### What needs to be done:
Write the records out again. Match them exactly.

Data for review section start

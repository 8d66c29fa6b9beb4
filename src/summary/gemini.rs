//! Gemini-backed summarizer.
//!
//! Calls `generateContent` with a JSON response mime type and an explicit
//! response schema, so the model output parses straight into [`MoodSummary`].

use super::{MoodSummary, SummaryError, SummaryRequest, Summarizer};
use async_trait::async_trait;
use serde::{Deserialize, Serialize};
use std::time::Duration;

const GEMINI_ENDPOINT: &str = "https://generativelanguage.googleapis.com";
const DEFAULT_MODEL: &str = "gemini-2.5-flash";

/// HTTP request timeout. The lifecycle controller applies its own overall
/// deadline on top of this.
const TIMEOUT: Duration = Duration::from_secs(20);
const CONNECT_TIMEOUT: Duration = Duration::from_secs(5);

const SYSTEM_INSTRUCTION: &str = "You are a witty, empathetic agile coach named VibeBot. \
     You specialize in synthesizing team sentiment into creative metaphors and \
     actionable advice. Tone: Professional yet playful.";

pub struct GeminiSummarizer {
    client: reqwest::Client,
    base_url: String,
    api_key: String,
    model: String,
}

impl GeminiSummarizer {
    pub fn new(api_key: impl Into<String>) -> Self {
        let client = reqwest::Client::builder()
            .timeout(TIMEOUT)
            .connect_timeout(CONNECT_TIMEOUT)
            .build()
            .unwrap_or_else(|_| reqwest::Client::new());

        Self {
            client,
            base_url: GEMINI_ENDPOINT.to_string(),
            api_key: api_key.into(),
            model: DEFAULT_MODEL.to_string(),
        }
    }

    pub fn with_model(mut self, model: impl Into<String>) -> Self {
        self.model = model.into();
        self
    }

    #[cfg(test)]
    fn with_base_url(mut self, base_url: impl Into<String>) -> Self {
        self.base_url = base_url.into();
        self
    }
}

#[async_trait]
impl Summarizer for GeminiSummarizer {
    async fn summarize(&self, request: &SummaryRequest) -> Result<MoodSummary, SummaryError> {
        let url = format!(
            "{}/v1beta/models/{}:generateContent",
            self.base_url, self.model
        );
        let body = GenerateContentRequest::for_summary(request);

        let response = self
            .client
            .post(&url)
            .header("x-goog-api-key", &self.api_key)
            .json(&body)
            .send()
            .await?;

        let status = response.status();
        let text = response.text().await?;
        if !status.is_success() {
            return Err(SummaryError::Api(format!("HTTP {status}: {text}")));
        }

        let parsed: GenerateContentResponse = serde_json::from_str(&text)
            .map_err(|e| SummaryError::Malformed(format!("{e}\nBody: {text}")))?;
        let payload = parsed
            .first_text()
            .ok_or_else(|| SummaryError::Malformed("response carried no text part".into()))?;

        serde_json::from_str(&payload)
            .map_err(|e| SummaryError::Malformed(format!("{e}\nPayload: {payload}")))
    }
}

/// Build the user prompt: theme context, the per-vote digests as JSON, and
/// the task description.
fn build_prompt(request: &SummaryRequest) -> String {
    let vote_stats = serde_json::to_string(&request.votes).unwrap_or_else(|_| "[]".to_string());
    let kudos = serde_json::to_string(&request.kudos).unwrap_or_else(|_| "[]".to_string());

    format!(
        "Theme: {theme}\n\
         Session Name: {name}\n\
         Aggregate Data: {vote_stats}\n\
         Kudos Received: {kudos}\n\n\
         Task:\n\
         Write a witty and empathetic 3-sentence summary of the team's vibe \
         using {lower} metaphors.\n\
         Incorporate the specific Kudos naturally into the narrative.\n\
         If more than 50% of the team is in a negative or low energy state \
         (value < 0.5), provide one specific 'Smart Nudge' team-building tip \
         or actionable item.",
        theme = request.theme.id().to_uppercase(),
        name = request.session_name,
        lower = request.theme.id(),
    )
}

fn response_schema() -> serde_json::Value {
    serde_json::json!({
        "type": "OBJECT",
        "properties": {
            "summary": {
                "type": "STRING",
                "description": "A 3-sentence creative summary using theme metaphors."
            },
            "actionableTip": {
                "type": "STRING",
                "description": "A specific team-building tip if mood is low."
            },
            "dominantVibe": {
                "type": "STRING",
                "description": "The single word that describes the overall mood."
            }
        },
        "required": ["summary", "dominantVibe"]
    })
}

#[derive(Debug, Serialize)]
#[serde(rename_all = "camelCase")]
struct GenerateContentRequest {
    contents: Vec<Content>,
    system_instruction: Content,
    generation_config: GenerationConfig,
}

impl GenerateContentRequest {
    fn for_summary(request: &SummaryRequest) -> Self {
        Self {
            contents: vec![Content {
                role: Some("user".to_string()),
                parts: vec![Part {
                    text: build_prompt(request),
                }],
            }],
            system_instruction: Content {
                role: None,
                parts: vec![Part {
                    text: SYSTEM_INSTRUCTION.to_string(),
                }],
            },
            generation_config: GenerationConfig {
                response_mime_type: "application/json".to_string(),
                response_schema: response_schema(),
            },
        }
    }
}

#[derive(Debug, Serialize, Deserialize)]
struct Content {
    #[serde(skip_serializing_if = "Option::is_none")]
    role: Option<String>,
    parts: Vec<Part>,
}

#[derive(Debug, Serialize, Deserialize)]
struct Part {
    text: String,
}

#[derive(Debug, Serialize)]
#[serde(rename_all = "camelCase")]
struct GenerationConfig {
    response_mime_type: String,
    response_schema: serde_json::Value,
}

#[derive(Debug, Deserialize)]
struct GenerateContentResponse {
    candidates: Option<Vec<Candidate>>,
}

impl GenerateContentResponse {
    fn first_text(&self) -> Option<String> {
        self.candidates
            .as_ref()?
            .first()?
            .content
            .as_ref()?
            .parts
            .first()
            .map(|p| p.text.clone())
    }
}

#[derive(Debug, Deserialize)]
struct Candidate {
    content: Option<Content>,
}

Data for review section end

### Task response:
repository 8d66c29fa6b9beb4
filename src/summary/gemini.rs
//! Gemini-backed summarizer.
//!
//! Calls `generateContent` with a JSON response mime type and an explicit
//! response schema, so the model output parses straight into [`MoodSummary`].

use super::{MoodSummary, SummaryError, SummaryRequest, Summarizer};
use async_trait::async_trait;
use serde::{Deserialize, Serialize};
use std::time::Duration;

const GEMINI_ENDPOINT: &str = "https://generativelanguage.googleapis.com";
const DEFAULT_MODEL: &str = "gemini-2.5-flash";

/// HTTP request timeout. The lifecycle controller applies its own overall
/// deadline on top of this.
const TIMEOUT: Duration = Duration::from_secs(20);
const CONNECT_TIMEOUT: Duration = Duration::from_secs(5);

const SYSTEM_INSTRUCTION: &str = "You are a witty, empathetic agile coach named VibeBot. \
     You specialize in synthesizing team sentiment into creative metaphors and \
     actionable advice. Tone: Professional yet playful.";

pub struct GeminiSummarizer {
    client: reqwest::Client,
    base_url: String,
    api_key: String,
    model: String,
}

impl GeminiSummarizer {
    pub fn new(api_key: impl Into<String>) -> Self {
        let client = reqwest::Client::builder()
            .timeout(TIMEOUT)
            .connect_timeout(CONNECT_TIMEOUT)
            .build()
            .unwrap_or_else(|_| reqwest::Client::new());

        Self {
            client,
            base_url: GEMINI_ENDPOINT.to_string(),
            api_key: api_key.into(),
            model: DEFAULT_MODEL.to_string(),
        }
    }

    pub fn with_model(mut self, model: impl Into<String>) -> Self {
        self.model = model.into();
        self
    }

    #[cfg(test)]
    fn with_base_url(mut self, base_url: impl Into<String>) -> Self {
        self.base_url = base_url.into();
        self
    }
}

#[async_trait]
impl Summarizer for GeminiSummarizer {
    async fn summarize(&self, request: &SummaryRequest) -> Result<MoodSummary, SummaryError> {
        let url = format!(
            "{}/v1beta/models/{}:generateContent",
            self.base_url, self.model
        );
        let body = GenerateContentRequest::for_summary(request);

        let response = self
            .client
            .post(&url)
            .header("x-goog-api-key", &self.api_key)
            .json(&body)
            .send()
            .await?;

        let status = response.status();
        let text = response.text().await?;
        if !status.is_success() {
            return Err(SummaryError::Api(format!("HTTP {status}: {text}")));
        }

        let parsed: GenerateContentResponse = serde_json::from_str(&text)
            .map_err(|e| SummaryError::Malformed(format!("{e}\nBody: {text}")))?;
        let payload = parsed
            .first_text()
            .ok_or_else(|| SummaryError::Malformed("response carried no text part".into()))?;

        serde_json::from_str(&payload)
            .map_err(|e| SummaryError::Malformed(format!("{e}\nPayload: {payload}")))
    }
}

/// Build the user prompt: theme context, the per-vote digests as JSON, and
/// the task description.
fn build_prompt(request: &SummaryRequest) -> String {
    let vote_stats = serde_json::to_string(&request.votes).unwrap_or_else(|_| "[]".to_string());
    let kudos = serde_json::to_string(&request.kudos).unwrap_or_else(|_| "[]".to_string());

    format!(
        "Theme: {theme}\n\
         Session Name: {name}\n\
         Aggregate Data: {vote_stats}\n\
         Kudos Received: {kudos}\n\n\
         Task:\n\
         Write a witty and empathetic 3-sentence summary of the team's vibe \
         using {lower} metaphors.\n\
         Incorporate the specific Kudos naturally into the narrative.\n\
         If more than 50% of the team is in a negative or low energy state \
         (value < 0.5), provide one specific 'Smart Nudge' team-building tip \
         or actionable item.",
        theme = request.theme.id().to_uppercase(),
        name = request.session_name,
        lower = request.theme.id(),
    )
}

fn response_schema() -> serde_json::Value {
    serde_json::json!({
        "type": "OBJECT",
        "properties": {
            "summary": {
                "type": "STRING",
                "description": "A 3-sentence creative summary using theme metaphors."
            },
            "actionableTip": {
                "type": "STRING",
                "description": "A specific team-building tip if mood is low."
            },
            "dominantVibe": {
                "type": "STRING",
                "description": "The single word that describes the overall mood."
            }
        },
        "required": ["summary", "dominantVibe"]
    })
}

#[derive(Debug, Serialize)]
#[serde(rename_all = "camelCase")]
struct GenerateContentRequest {
    contents: Vec<Content>,
    system_instruction: Content,
    generation_config: GenerationConfig,
}

impl GenerateContentRequest {
    fn for_summary(request: &SummaryRequest) -> Self {
        Self {
            contents: vec![Content {
                role: Some("user".to_string()),
                parts: vec![Part {
                    text: build_prompt(request),
                }],
            }],
            system_instruction: Content {
                role: None,
                parts: vec![Part {
                    text: SYSTEM_INSTRUCTION.to_string(),
                }],
            },
            generation_config: GenerationConfig {
                response_mime_type: "application/json".to_string(),
                response_schema: response_schema(),
            },
        }
    }
}

#[derive(Debug, Serialize, Deserialize)]
struct Content {
    #[serde(skip_serializing_if = "Option::is_none")]
    role: Option<String>,
    parts: Vec<Part>,
}

#[derive(Debug, Serialize, Deserialize)]
struct Part {
    text: String,
}

#[derive(Debug, Serialize)]
#[serde(rename_all = "camelCase")]
struct GenerationConfig {
    response_mime_type: String,
    response_schema: serde_json::Value,
}

#[derive(Debug, Deserialize)]
struct GenerateContentResponse {
    candidates: Option<Vec<Candidate>>,
}

impl GenerateContentResponse {
    fn first_text(&self) -> Option<String> {
        self.candidates
            .as_ref()?
            .first()?
            .content
            .as_ref()?
            .parts
            .first()
            .map(|p| p.text.clone())
    }
}

#[derive(Debug, Deserialize)]
struct Candidate {
    content: Option<Content>,
}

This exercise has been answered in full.